DATA EXTRACTS
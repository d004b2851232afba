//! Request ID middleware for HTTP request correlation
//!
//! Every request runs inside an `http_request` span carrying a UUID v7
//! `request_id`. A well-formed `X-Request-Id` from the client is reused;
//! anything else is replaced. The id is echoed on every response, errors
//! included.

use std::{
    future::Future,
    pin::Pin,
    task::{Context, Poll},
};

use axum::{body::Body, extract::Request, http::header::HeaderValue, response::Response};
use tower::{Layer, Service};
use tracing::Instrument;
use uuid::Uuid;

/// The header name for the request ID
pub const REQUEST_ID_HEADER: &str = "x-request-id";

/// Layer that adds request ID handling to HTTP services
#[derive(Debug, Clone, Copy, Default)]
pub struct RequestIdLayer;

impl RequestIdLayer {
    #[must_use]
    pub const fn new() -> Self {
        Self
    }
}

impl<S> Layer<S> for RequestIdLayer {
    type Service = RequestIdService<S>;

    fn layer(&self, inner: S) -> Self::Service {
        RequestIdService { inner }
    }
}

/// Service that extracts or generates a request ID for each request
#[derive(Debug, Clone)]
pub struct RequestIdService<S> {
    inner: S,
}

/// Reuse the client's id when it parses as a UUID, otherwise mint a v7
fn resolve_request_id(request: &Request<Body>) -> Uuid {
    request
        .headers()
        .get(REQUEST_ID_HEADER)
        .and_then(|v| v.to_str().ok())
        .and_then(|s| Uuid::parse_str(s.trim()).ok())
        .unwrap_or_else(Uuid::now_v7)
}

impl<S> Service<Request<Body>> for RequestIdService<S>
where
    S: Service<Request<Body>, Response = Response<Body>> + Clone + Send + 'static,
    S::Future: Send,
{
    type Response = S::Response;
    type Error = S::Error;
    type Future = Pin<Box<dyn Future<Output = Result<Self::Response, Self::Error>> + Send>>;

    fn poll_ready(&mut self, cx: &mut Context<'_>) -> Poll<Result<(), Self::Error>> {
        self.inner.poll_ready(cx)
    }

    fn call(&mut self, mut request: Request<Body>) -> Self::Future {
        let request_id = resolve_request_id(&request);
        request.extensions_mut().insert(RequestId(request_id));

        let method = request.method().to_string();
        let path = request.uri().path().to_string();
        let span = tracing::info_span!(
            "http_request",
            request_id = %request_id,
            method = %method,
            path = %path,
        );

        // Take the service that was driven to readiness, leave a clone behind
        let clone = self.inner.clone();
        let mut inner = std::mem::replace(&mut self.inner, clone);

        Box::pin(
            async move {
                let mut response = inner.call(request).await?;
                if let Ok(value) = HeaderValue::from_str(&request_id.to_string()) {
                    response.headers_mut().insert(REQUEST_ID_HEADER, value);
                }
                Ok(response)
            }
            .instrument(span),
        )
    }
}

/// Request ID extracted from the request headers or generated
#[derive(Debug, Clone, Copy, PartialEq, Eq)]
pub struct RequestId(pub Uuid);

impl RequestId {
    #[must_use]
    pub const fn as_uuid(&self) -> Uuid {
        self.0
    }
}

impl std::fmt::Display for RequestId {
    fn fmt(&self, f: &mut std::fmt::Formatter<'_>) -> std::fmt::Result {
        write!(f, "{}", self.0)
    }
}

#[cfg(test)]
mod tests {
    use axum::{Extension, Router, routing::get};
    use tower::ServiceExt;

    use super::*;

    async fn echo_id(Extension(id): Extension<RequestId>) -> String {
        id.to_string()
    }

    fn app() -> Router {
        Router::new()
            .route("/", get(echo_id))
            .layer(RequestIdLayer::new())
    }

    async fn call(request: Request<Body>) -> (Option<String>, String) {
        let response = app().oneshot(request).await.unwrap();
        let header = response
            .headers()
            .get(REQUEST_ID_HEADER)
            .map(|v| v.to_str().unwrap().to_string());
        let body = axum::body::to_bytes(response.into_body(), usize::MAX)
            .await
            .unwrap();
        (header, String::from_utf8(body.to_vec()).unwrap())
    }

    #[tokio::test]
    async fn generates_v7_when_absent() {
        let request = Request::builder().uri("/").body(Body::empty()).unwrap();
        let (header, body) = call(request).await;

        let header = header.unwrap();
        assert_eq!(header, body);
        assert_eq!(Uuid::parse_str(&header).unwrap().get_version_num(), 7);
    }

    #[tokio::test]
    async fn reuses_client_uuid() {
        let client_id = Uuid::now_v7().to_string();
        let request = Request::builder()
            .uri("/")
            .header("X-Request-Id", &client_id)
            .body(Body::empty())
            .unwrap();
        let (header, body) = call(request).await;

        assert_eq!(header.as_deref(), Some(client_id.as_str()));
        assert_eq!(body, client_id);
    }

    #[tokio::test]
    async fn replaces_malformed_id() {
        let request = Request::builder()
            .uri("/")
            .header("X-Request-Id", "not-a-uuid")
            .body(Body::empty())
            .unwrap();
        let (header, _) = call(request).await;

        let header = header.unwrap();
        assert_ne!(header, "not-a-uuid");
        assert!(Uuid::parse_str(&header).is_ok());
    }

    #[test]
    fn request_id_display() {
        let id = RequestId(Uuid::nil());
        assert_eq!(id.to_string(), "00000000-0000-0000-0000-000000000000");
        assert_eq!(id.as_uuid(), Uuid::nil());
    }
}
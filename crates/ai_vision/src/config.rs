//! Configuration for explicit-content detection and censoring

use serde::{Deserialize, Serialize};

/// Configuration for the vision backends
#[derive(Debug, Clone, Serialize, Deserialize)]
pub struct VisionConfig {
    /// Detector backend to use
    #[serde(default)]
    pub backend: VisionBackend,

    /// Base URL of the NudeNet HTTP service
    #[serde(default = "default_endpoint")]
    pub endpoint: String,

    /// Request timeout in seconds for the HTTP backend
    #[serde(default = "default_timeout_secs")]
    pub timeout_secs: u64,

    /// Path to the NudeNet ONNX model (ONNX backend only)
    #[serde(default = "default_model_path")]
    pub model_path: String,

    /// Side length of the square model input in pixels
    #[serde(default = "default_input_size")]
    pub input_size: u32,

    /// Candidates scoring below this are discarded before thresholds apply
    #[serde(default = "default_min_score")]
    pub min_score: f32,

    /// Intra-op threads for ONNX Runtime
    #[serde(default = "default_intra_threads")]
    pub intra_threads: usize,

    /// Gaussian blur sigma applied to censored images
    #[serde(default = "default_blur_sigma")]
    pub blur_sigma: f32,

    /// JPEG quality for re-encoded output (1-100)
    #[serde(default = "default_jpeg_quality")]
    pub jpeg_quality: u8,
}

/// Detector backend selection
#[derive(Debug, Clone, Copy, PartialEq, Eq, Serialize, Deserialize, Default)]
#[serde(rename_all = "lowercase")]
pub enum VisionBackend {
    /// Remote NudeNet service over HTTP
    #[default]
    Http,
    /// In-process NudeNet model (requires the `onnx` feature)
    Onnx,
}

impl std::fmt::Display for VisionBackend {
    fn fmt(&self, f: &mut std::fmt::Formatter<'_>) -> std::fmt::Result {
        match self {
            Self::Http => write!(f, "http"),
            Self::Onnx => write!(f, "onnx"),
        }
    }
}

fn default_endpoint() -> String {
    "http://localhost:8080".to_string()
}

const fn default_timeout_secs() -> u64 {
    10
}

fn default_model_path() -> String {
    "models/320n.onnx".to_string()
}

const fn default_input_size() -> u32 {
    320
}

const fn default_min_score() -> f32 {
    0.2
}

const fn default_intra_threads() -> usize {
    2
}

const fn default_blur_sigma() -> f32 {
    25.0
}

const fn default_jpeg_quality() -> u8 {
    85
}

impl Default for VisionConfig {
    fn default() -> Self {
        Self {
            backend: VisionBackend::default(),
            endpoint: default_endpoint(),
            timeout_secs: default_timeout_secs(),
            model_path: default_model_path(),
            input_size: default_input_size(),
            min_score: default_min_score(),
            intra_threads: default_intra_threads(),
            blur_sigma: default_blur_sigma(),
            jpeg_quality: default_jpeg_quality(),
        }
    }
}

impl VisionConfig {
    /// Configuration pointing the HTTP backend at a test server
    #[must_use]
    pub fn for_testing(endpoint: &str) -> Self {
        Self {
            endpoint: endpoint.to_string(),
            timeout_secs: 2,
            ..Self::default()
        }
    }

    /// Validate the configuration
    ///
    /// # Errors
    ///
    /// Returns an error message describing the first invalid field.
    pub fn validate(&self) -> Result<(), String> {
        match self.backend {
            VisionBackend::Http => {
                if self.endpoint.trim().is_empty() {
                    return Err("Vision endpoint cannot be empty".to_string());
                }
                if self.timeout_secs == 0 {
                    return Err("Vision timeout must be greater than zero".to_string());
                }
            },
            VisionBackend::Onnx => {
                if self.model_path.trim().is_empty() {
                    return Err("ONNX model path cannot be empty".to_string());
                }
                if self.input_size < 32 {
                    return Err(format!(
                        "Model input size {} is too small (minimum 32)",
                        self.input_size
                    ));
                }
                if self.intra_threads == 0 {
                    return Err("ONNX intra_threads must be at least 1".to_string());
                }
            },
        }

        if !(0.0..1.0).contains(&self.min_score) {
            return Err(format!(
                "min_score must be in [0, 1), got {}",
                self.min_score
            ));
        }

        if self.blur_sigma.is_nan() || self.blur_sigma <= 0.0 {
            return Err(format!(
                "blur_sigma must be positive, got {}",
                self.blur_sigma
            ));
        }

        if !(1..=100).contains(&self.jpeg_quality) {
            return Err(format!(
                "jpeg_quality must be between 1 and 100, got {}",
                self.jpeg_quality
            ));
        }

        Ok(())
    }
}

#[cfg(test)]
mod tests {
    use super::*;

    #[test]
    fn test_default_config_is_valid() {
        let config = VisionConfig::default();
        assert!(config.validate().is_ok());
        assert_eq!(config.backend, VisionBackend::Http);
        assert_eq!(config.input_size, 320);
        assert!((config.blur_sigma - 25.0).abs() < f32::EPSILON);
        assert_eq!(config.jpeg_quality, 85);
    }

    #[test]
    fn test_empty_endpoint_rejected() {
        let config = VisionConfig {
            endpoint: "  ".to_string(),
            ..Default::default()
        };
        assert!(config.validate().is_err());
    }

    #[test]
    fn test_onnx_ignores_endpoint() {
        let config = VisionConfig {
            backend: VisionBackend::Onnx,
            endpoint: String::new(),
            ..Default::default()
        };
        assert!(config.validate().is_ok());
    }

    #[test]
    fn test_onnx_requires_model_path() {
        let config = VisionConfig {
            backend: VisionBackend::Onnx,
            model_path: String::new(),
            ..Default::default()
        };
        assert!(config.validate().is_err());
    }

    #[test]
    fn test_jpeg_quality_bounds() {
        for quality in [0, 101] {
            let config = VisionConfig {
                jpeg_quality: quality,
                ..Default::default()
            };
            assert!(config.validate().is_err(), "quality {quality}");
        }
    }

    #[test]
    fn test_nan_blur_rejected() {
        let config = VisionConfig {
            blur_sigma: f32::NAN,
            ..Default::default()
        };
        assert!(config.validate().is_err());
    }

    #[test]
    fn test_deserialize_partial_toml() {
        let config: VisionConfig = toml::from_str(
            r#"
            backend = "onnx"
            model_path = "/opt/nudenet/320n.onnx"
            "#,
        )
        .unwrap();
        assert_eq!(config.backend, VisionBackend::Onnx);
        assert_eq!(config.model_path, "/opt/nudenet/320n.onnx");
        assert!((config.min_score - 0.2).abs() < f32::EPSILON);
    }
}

TASK BRIEF
Each line containing "await" belongs in the answer; pick these out of the material and copy them.

YOUR RESPONSE
                let mut response = inner.call(request).await?;
        let response = app().oneshot(request).await.unwrap();
            .await
        let (header, body) = call(request).await;
        let (header, body) = call(request).await;
        let (header, _) = call(request).await;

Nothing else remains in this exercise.